La vérité derrière la photo d'un bébé palestinien mort souligne les problèmes de l’image photographique

 

Par Paul Farhi pour le Washington Post

Traduit par la newsletter  du CRIF

 

Cela a été sûrement l'une des photos d'actualité les plus déchirantes et les plus controversées de l'année écoulée, peut-être même des décennies écoulée. L'image d'un homme palestinien – la tête renversée par la peine alors qu’il berce le corps enveloppé de son petit garçon - a déclenché une féroce guerre des mots israélo-palestinienne, lorsque les journaux et les sites web l’ont publiée, en novembre 2012.

 

 

Les propalestiniens ont identifié la photo, prise par un photographe d'Associated Press, comme une preuve de l'agression militaire israélienne contre les civils palestiniens; les pros israéliens l’ont vue comme l’outil d’une propagande mensongère, soigneusement orchestrée pour susciter la sympathie pour les Palestiniens de Gaza pendant, en pleine période du dernier conflit. Il s'avère aujourd’hui qu’aucune de ces hypothèses n’est la bonne. Et l'histoire derrière cette image suggère toute la difficulté à laquelle les journalistes font face dans le tri entre la vérité et la fiction dans le chaos d'une zone de guerre, en particulier lorsqu’il s’agit du Moyen-Orient.

 

Près de quatre mois après que la photographie a été diffusée dans le monde entier, une commission onusienne vient de conclure qu'Israël n'était pas directement responsable de la mort de l'enfant. Cette commission informe que le bébé, Ahmad Masharawi, a été tué par une roquette palestinienne, tombée par erreur sur la maison de ses parents à Gaza. Le missile, tiré par les terroristes de Gaza, fait partie des centaines de roquettes qui ont été tirées contre le territoire israélien pendant le conflit.

 

Le Haut Commissariat aux droits de l'homme des Nations Unies, en publiant cette conclusion, longue d'une ligne, a provoqué la surprise totale dans cette histoire chargée d'émotion. La photo avait en effet engendré de telles réactions qu'elle était devenue un symbole de la perception du conflit. Le père de l'enfant était un journaliste employé par la BBC.

 

Beaucoup de lecteurs du Washington Post ont été scandalisés de voir que l'image avait été publiée, sur quatre colonnes, à la Une du journal le 15 novembre 2013. Certains parmi eux ont demandé pourquoi le journal ne traitait pas de la même manière les photos d'Israéliens entassés dans les abris antimissiles.

 

La légende de la photo disait que l'enfant était mort « après un raid aérien israélien à Gaza», ce qui impliquait la culpabilité d’Israël.

 

À la lumière du rapport de l'ONU, le journal a indiqué qu’il va publier une note de la rédaction avec la photo pour faire la lumière sur les circonstances réelles qui l'entourent.

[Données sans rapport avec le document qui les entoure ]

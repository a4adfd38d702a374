//! Staged execution of steps over a sheet.
//!
//! A [`Pipeline`] is built once from a set of [`Step`]s. Building checks
//! the dependency graph and computes the execution order:
//!
//! ```rust
//! # use notescan_pipeline::{Pipeline, PipelineConfig, StepError};
//! # use notescan_pipeline::step::{GlyphsStep, HorizontalsStep, StemSeedsStep};
//! # fn build() -> Result<Pipeline, StepError> {
//! let config = PipelineConfig::default();
//! let pipeline = Pipeline::builder()
//!     .step(GlyphsStep::new(config))
//!     .step(StemSeedsStep::new(config))
//!     .step(HorizontalsStep)
//!     .build()?;
//! assert_eq!(pipeline.order(), vec!["horizontals", "stem_seeds", "glyphs"]);
//! # Ok(pipeline)
//! # }
//! ```
//!
//! Running records the state of every step, per system for system-level
//! steps, in a [`StepProgress`]. A step already done is never run again,
//! so running the same pipeline twice with the same progress is a no-op.
//!
//! When a mandatory step fails, its dependents are withheld. For a
//! system-level step only the failing system is affected: the other
//! systems carry on. A failing optional step is reported and its
//! dependents run as if it had succeeded.

use std::collections::{BTreeMap, HashMap};
use std::fmt;

use petgraph::algo::toposort;
use petgraph::graph::DiGraph;
use serde::{Deserialize, Serialize};
use tracing::{error, info, warn};

use crate::diagnostics::{Clock, RunDiagnostics, RunSummary, StepDiagnostics};
use crate::sheet::Sheet;
use crate::step::{
    GlyphsStep, HorizontalsStep, Mandatory, SheetView, StemSeedsStep, Step, StepError, StepLevel,
};
use crate::system::SystemId;
use crate::types::PipelineConfig;

/// Where a step runs: on the sheet, or on one of its systems.
#[derive(Debug, Clone, Copy, PartialEq, Eq, PartialOrd, Ord, Hash, Serialize, Deserialize)]
#[serde(rename_all = "snake_case")]
pub enum Scope {
    /// The whole sheet.
    Sheet,
    /// One system.
    System(SystemId),
}

impl fmt::Display for Scope {
    fn fmt(&self, f: &mut fmt::Formatter<'_>) -> fmt::Result {
        match self {
            Self::Sheet => f.write_str("sheet"),
            Self::System(id) => write!(f, "system#{id}"),
        }
    }
}

/// Execution state of a step within one scope.
#[derive(Debug, Clone, PartialEq, Eq, Default, Serialize, Deserialize)]
#[serde(rename_all = "snake_case")]
pub enum StepState {
    /// Not run yet.
    #[default]
    Pending,
    /// Currently running.
    Running,
    /// Completed successfully; never run again.
    Done,
    /// Failed with the given reason.
    Failed(String),
    /// Withheld because a mandatory dependency did not complete.
    Blocked,
}

impl StepState {
    /// Returns `true` once the step completed.
    #[must_use]
    pub const fn is_done(&self) -> bool {
        matches!(self, Self::Done)
    }
}

/// Per-step, per-scope states accumulated over one or more runs.
#[derive(Debug, Clone, Default, PartialEq, Eq)]
pub struct StepProgress {
    states: BTreeMap<String, BTreeMap<Scope, StepState>>,
}

static PENDING: StepState = StepState::Pending;

impl StepProgress {
    /// Start with every step pending.
    #[must_use]
    pub fn new() -> Self {
        Self::default()
    }

    /// State of `step` in `scope`.
    #[must_use]
    pub fn state(&self, step: &str, scope: Scope) -> &StepState {
        self.states
            .get(step)
            .and_then(|scopes| scopes.get(&scope))
            .unwrap_or(&PENDING)
    }

    /// Every recorded scope of `step`, with its state.
    pub fn scopes(&self, step: &str) -> impl Iterator<Item = (Scope, &StepState)> {
        self.states
            .get(step)
            .into_iter()
            .flat_map(|scopes| scopes.iter().map(|(scope, state)| (*scope, state)))
    }

    fn set(&mut self, step: &str, scope: Scope, state: StepState) {
        self.states
            .entry(step.to_string())
            .or_default()
            .insert(scope, state);
    }
}

/// Collects the steps of a pipeline.
#[derive(Default)]
pub struct PipelineBuilder {
    steps: Vec<Box<dyn Step>>,
}

impl PipelineBuilder {
    /// Add a step. Steps may be added in any order.
    #[must_use]
    pub fn step(mut self, step: impl Step + 'static) -> Self {
        self.steps.push(Box::new(step));
        self
    }

    /// Check the dependencies and fix the execution order.
    ///
    /// # Errors
    ///
    /// Returns [`StepError::DuplicateStep`] if two steps share a name,
    /// [`StepError::UnknownDependency`] if a dependency is missing, and
    /// [`StepError::Cycle`] if the dependencies are circular.
    pub fn build(self) -> Result<Pipeline, StepError> {
        let mut by_name: HashMap<&'static str, usize> = HashMap::new();
        for (index, step) in self.steps.iter().enumerate() {
            if by_name.insert(step.name(), index).is_some() {
                return Err(StepError::DuplicateStep(step.name().to_string()));
            }
        }

        let mut graph: DiGraph<usize, ()> = DiGraph::new();
        let nodes: Vec<_> = (0..self.steps.len()).map(|i| graph.add_node(i)).collect();
        let mut dependencies = Vec::with_capacity(self.steps.len());

        for (index, step) in self.steps.iter().enumerate() {
            let mut deps = Vec::new();
            for &dependency in step.dependencies() {
                let &dep = by_name
                    .get(dependency)
                    .ok_or_else(|| StepError::UnknownDependency {
                        step: step.name().to_string(),
                        dependency: dependency.to_string(),
                    })?;
                graph.add_edge(nodes[dep], nodes[index], ());
                deps.push(dep);
            }
            dependencies.push(deps);
        }

        let order = toposort(&graph, None)
            .map_err(|cycle| {
                let name = graph
                    .node_weight(cycle.node_id())
                    .and_then(|&i| self.steps.get(i))
                    .map_or_else(String::new, |s| s.name().to_string());
                StepError::Cycle(name)
            })?
            .into_iter()
            .filter_map(|node| graph.node_weight(node).copied())
            .collect();

        Ok(Pipeline {
            steps: self.steps,
            dependencies,
            order,
        })
    }
}

/// An ordered, dependency-checked set of steps.
pub struct Pipeline {
    steps: Vec<Box<dyn Step>>,
    dependencies: Vec<Vec<usize>>,
    order: Vec<usize>,
}

impl fmt::Debug for Pipeline {
    fn fmt(&self, f: &mut fmt::Formatter<'_>) -> fmt::Result {
        f.debug_struct("Pipeline")
            .field("order", &self.order())
            .finish()
    }
}

/// What happened to one step within one scope during a run.
struct ScopeRun {
    scope: Scope,
    state: StepState,
    ran: bool,
}

impl Pipeline {
    /// Start collecting steps.
    #[must_use]
    pub fn builder() -> PipelineBuilder {
        PipelineBuilder::default()
    }

    /// The built-in glyph pipeline: horizontals, stem seeds, glyphs.
    ///
    /// # Errors
    ///
    /// Never fails in practice; the error type is the one of
    /// [`PipelineBuilder::build`].
    pub fn standard(config: PipelineConfig) -> Result<Self, StepError> {
        Self::builder()
            .step(HorizontalsStep)
            .step(StemSeedsStep::new(config))
            .step(GlyphsStep::new(config))
            .build()
    }

    /// Step names in execution order.
    #[must_use]
    pub fn order(&self) -> Vec<&'static str> {
        self.order
            .iter()
            .filter_map(|&i| self.steps.get(i))
            .map(|s| s.name())
            .collect()
    }

    /// Run every step not done yet.
    pub fn run<C: Clock>(
        &self,
        sheet: &mut Sheet,
        progress: &mut StepProgress,
        view: Option<&mut dyn SheetView>,
        clock: &C,
    ) -> RunDiagnostics {
        let selected = vec![true; self.steps.len()];
        self.execute(&selected, sheet, progress, view, clock)
    }

    /// Run `target` and the steps it transitively depends on.
    ///
    /// # Errors
    ///
    /// Returns [`StepError::UnknownStep`] if `target` is not part of the
    /// pipeline.
    pub fn run_to<C: Clock>(
        &self,
        target: &str,
        sheet: &mut Sheet,
        progress: &mut StepProgress,
        view: Option<&mut dyn SheetView>,
        clock: &C,
    ) -> Result<RunDiagnostics, StepError> {
        let target = self
            .steps
            .iter()
            .position(|s| s.name() == target)
            .ok_or_else(|| StepError::UnknownStep(target.to_string()))?;

        let mut selected = vec![false; self.steps.len()];
        let mut stack = vec![target];
        while let Some(index) = stack.pop() {
            if selected[index] {
                continue;
            }
            selected[index] = true;
            stack.extend(self.dependencies[index].iter().copied());
        }

        Ok(self.execute(&selected, sheet, progress, view, clock))
    }

    fn execute<C: Clock>(
        &self,
        selected: &[bool],
        sheet: &mut Sheet,
        progress: &mut StepProgress,
        mut view: Option<&mut dyn SheetView>,
        clock: &C,
    ) -> RunDiagnostics {
        let run_start = clock.now();
        let mut steps = Vec::new();

        for &index in self.order.iter().filter(|&&i| selected[i]) {
            let step = self.steps[index].as_ref();
            let step_start = clock.now();

            let scopes: Vec<Scope> = match step.level() {
                StepLevel::Sheet => vec![Scope::Sheet],
                StepLevel::System => sheet.system_ids().map(Scope::System).collect(),
            };
            let runs: Vec<ScopeRun> = scopes
                .into_iter()
                .map(|scope| self.run_scope(index, scope, sheet, progress))
                .collect();

            if runs.iter().any(|r| r.ran)
                && let Some(view) = view.as_deref_mut()
            {
                step.display_ui(sheet, view);
            }

            steps.push(StepDiagnostics {
                name: step.name().to_string(),
                description: step.description().to_string(),
                level: step.level(),
                duration: clock.elapsed(&step_start),
                outcomes: runs.into_iter().map(|r| (r.scope, r.state)).collect(),
            });
        }

        let summary = RunSummary::collect(sheet, &steps);
        RunDiagnostics {
            steps,
            total_duration: clock.elapsed(&run_start),
            summary,
        }
    }

    fn run_scope(
        &self,
        index: usize,
        scope: Scope,
        sheet: &mut Sheet,
        progress: &mut StepProgress,
    ) -> ScopeRun {
        let step = self.steps[index].as_ref();
        let name = step.name();

        if progress.state(name, scope).is_done() {
            return ScopeRun {
                scope,
                state: StepState::Done,
                ran: false,
            };
        }

        let systems: Vec<SystemId> = sheet.system_ids().collect();
        if let Some(&blocker) = self.dependencies[index]
            .iter()
            .find(|&&dep| self.blocks(dep, scope, &systems, progress))
        {
            info!(step = name, %scope, blocked_by = self.steps[blocker].name(), "step withheld");
            progress.set(name, scope, StepState::Blocked);
            return ScopeRun {
                scope,
                state: StepState::Blocked,
                ran: false,
            };
        }

        progress.set(name, scope, StepState::Running);
        let result = match scope {
            Scope::Sheet => step.do_sheet(sheet),
            Scope::System(system) => step.do_system(sheet, system),
        };

        let state = match result {
            Ok(()) => StepState::Done,
            Err(e) => {
                match step.mandatory() {
                    Mandatory::Mandatory => error!(step = name, %scope, "step failed: {e}"),
                    Mandatory::Optional => warn!(step = name, %scope, "optional step failed: {e}"),
                }
                StepState::Failed(e.to_string())
            }
        };
        progress.set(name, scope, state.clone());
        ScopeRun {
            scope,
            state,
            ran: true,
        }
    }

    /// Returns `true` if dependency `dep` keeps a step from running in
    /// `scope`.
    fn blocks(&self, dep: usize, scope: Scope, systems: &[SystemId], progress: &StepProgress) -> bool {
        let step = self.steps[dep].as_ref();
        let blocking = |state: &StepState| match state {
            StepState::Done => false,
            StepState::Failed(_) => step.mandatory() == Mandatory::Mandatory,
            StepState::Pending | StepState::Running | StepState::Blocked => true,
        };

        match (step.level(), scope) {
            (StepLevel::Sheet, _) => blocking(progress.state(step.name(), Scope::Sheet)),
            (StepLevel::System, Scope::System(system)) => {
                blocking(progress.state(step.name(), Scope::System(system)))
            }
            (StepLevel::System, Scope::Sheet) => systems
                .iter()
                .any(|&system| blocking(progress.state(step.name(), Scope::System(system)))),
        }
    }
}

Cette note dit, entre autres, que le rapport de l'ONU "a émis en doute" sur l'implication israélienne.

 

L'Associated Press a publié lui aussi cette semaine une correction de sa légende de la photo. L’agence écrit: «Une roquette palestinienne perdue, et non pas un tir israélien, a probablement tué l'enfant, lors de combats dans le territoire régis par le Hamas en novembre, selon un rapport de l'ONU qui contredit l'histoire largement admise derrière cette image, devenue un symbole de ce que les Palestiniens ont qualifié d’ « agression israélienne » ».

 

Cet épisode est caractéristique de ce que l’on pourrait appeler «le brouillard de la guerre et le brouillard du journalisme», a déclaré le Professeur Ken Light, qui supervise le département de photojournalisme à l'université de Berkeley en Californie (Graduate School of Journalism). Les photographes de presse sont généralement diligents et veillent à ce que leurs images soient inscrites dans le bon contexte, a-t-il dit, mais c’est plus difficile lorsqu’il s’agit d'un conflit armé. Beaucoup de choses peuvent alors passer à travers les mailles du filet.... Une image vaut mille mots, mais ils ne connaissent pas  toujours les circonstances exactes dans lesquelles ils ont pris leurs photos ».

 

Michael Oren, ambassadeur d'Israël aux États-Unis, a affirmé, pour sa part, que cette problématique est encore alourdie par la propagande du Hamas, du Hezbollah, et des groupes terroristes islamistes de Gaza et du Sud Liban. « Vous devez comprendre que le travail médiatique lui-même est un champ de bataille pour eux, autant que tout ce qui se passe sur le terrain », a-t-il dit. « Vous avez affaire à des organisations terroristes qui exploitent et manipulent les médias. Ils savent comment la presse occidentale fonctionne et comment l'utiliser à leur avantage ». « Ces deux organisations, a expliqué Michael Oren, utilisent les morts de civils pour détourner l'opinion publique contre Israël, même lorsque ces décès surviennent dans des circonstances ambiguës. Cela devrait rendre toute agence de presse méfiante au sujet de la responsabilité de ces pertes ».

 

« La photo n'aurait jamais été aussi digne d'intérêt pour les médias occidentaux si la légende avait expliqué qu'il était difficile de savoir comment le bébé était mort », a déclaré de son côté Éric Rozenman, directeur à Washington du « Committee for Accuracy in Middle East Reporting in America », un groupe de veille médiatique. L’image a joué sur des idées préconçues de la puissance militaire d'Israël. « La leçon à tirer pour les agences de presse et les journalistes est la nécessité de faire preuve de prudence dans leurs rapports sur le conflit arabo-israélien », a-t-il encore dit. « Si vous ne connaissez pas avec certitude les circonstances de l'image que vous publiez, alors elle doit avoir une légende qui précise cette incertitude ».

 

Après avoir interrogé des témoins, le bureau de l'ONU a conclu que les dommages causés au domicile de l'enfant étaient incompatibles avec ceux d’un raid aérien israélien.

 

Il a déclaré que le bébé a été « tué par ce qui semblait être une roquette palestinienne ». Un porte-parole de l'Organisation des Nations unies a déclaré qu'il ne pouvait, « sans équivoque », indiquer une cause palestinienne, mais qu’une enquête a démontré qu'il y avait eu des tirs de roquettes palestiniennes près de la maison de l'enfant, quand il a été tué.

 

Malgré cette conclusion, le Centre palestinien pour les droits de l'homme basé à Gaza a déclaré qu'il considère toujours Israël comme responsable de la mort du bébé...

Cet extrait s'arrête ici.